El presidente de Estados Unidos, Donald Trump, firmó este viernes 21 de febrero una orden ejecutiva que limitó el acceso de países considerados «adversarios extranjeros» a tecnologías estadounidenses.

Entre los señalados aparecieron Cuba, Venezuela, Irán, Rusia y China, con un énfasis especial en la inteligencia artificial. La medida buscó resguardar innovaciones clave frente a posibles usos por parte de estas naciones.
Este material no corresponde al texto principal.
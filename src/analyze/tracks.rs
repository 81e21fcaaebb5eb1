use super::kmeans::{self, KMeansParams};
use crate::error::{PlanscopeError, Result};
use crate::types::config::TrackParams;
use crate::types::record::Record;
use crate::types::report::{HeatTier, TrackAggregate};
use std::collections::BTreeMap;

#[derive(Default)]
struct TrackTotals {
    market: f64,
    tech: f64,
    team: f64,
    first_place: usize,
    count: usize,
}

/// Aggregates records per track and clusters the tracks into heat tiers.
///
/// Clusters are ranked by the sum of their centroid features (mean market
/// score, mean tech score, first-place count), hottest first, and labels are
/// assigned by that rank rather than by the raw cluster index.
pub fn analyze(records: &[Record], params: &TrackParams) -> Result<Vec<TrackAggregate>> {
    if records.is_empty() {
        tracing::warn!("no records to analyze, returning no tracks");
        return Ok(Vec::new());
    }

    let mut aggregates = aggregate(records, &params.top_tier);
    let k = params.cluster_count;
    if k == 0 || k > aggregates.len() {
        return Err(PlanscopeError::Validation(format!(
            "cluster count {k} must be between 1 and the number of distinct tracks ({})",
            aggregates.len()
        )));
    }

    let points = aggregates
        .iter()
        .map(TrackAggregate::cluster_features)
        .collect::<Vec<_>>();
    let fit = kmeans::fit(
        &points,
        KMeansParams {
            clusters: k,
            n_init: params.n_init,
            max_iter: params.max_iter,
            seed: params.seed,
        },
    );
    tracing::info!(tracks = aggregates.len(), clusters = k, inertia = fit.inertia, "clustered tracks");

    let tiers = rank_clusters(&fit.centroids);
    for (aggregate, &label) in aggregates.iter_mut().zip(&fit.labels) {
        aggregate.heat = tiers[label];
    }
    Ok(aggregates)
}

/// Maps each cluster index to a heat tier by ranking centroid feature sums.
fn rank_clusters(centroids: &[kmeans::Point]) -> Vec<HeatTier> {
    let mut order = (0..centroids.len()).collect::<Vec<_>>();
    order.sort_by(|&a, &b| {
        let heat_a: f64 = centroids[a].iter().sum();
        let heat_b: f64 = centroids[b].iter().sum();
        heat_b.total_cmp(&heat_a).then_with(|| a.cmp(&b))
    });

    let mut tiers = vec![HeatTier::Niche; centroids.len()];
    for (rank, cluster) in order.into_iter().enumerate() {
        tiers[cluster] = HeatTier::for_rank(rank, centroids.len());
    }
    tiers
}

fn aggregate(records: &[Record], top_tier: &str) -> Vec<TrackAggregate> {
    let mut groups: BTreeMap<&str, TrackTotals> = BTreeMap::new();
    for record in records {
        let totals = groups.entry(record.track.as_str()).or_default();
        totals.market += record.market_score;
        totals.tech += record.tech_score;
        totals.team += record.team_score;
        totals.count += 1;
        if record.award_tier == top_tier {
            totals.first_place += 1;
        }
    }

    groups
        .into_iter()
        .map(|(track, totals)| {
            let count = totals.count as f64;
            TrackAggregate {
                track: track.to_string(),
                mean_market: totals.market / count,
                mean_tech: totals.tech / count,
                mean_team: totals.team / count,
                first_place_count: totals.first_place,
                record_count: totals.count,
                heat: HeatTier::Niche,
            }
        })
        .collect()
}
El documento evitó detallar las acciones específicas para implementar las restricciones. Sin embargo, identificó a los «adversarios extranjeros» como China, Hong Kong, Macao, Cuba, Irán, Corea del Norte, Rusia y el «régimen del político venezolano Nicolás Maduro».

Trump defendió la decisión con un argumento claro. Afirmó que «la seguridad económica es seguridad nacional» y resaltó la necesidad de proteger infraestructuras críticas y avances tecnológicos. Mencionó sectores como la inteligencia artificial, los semiconductores y la biotecnología, considerados esenciales para la supremacía estadounidense en innovación.

La orden puso especial atención en China como blanco principal. Acusó a empresas ligadas a Pekín de aprovechar inversiones en Estados Unidos para obtener acceso a tecnologías sensibles. Según el texto, el gobierno chino utilizó estos recursos para fortalecer su capacidad militar, un punto que Trump presentó como amenaza directa a la seguridad nacional.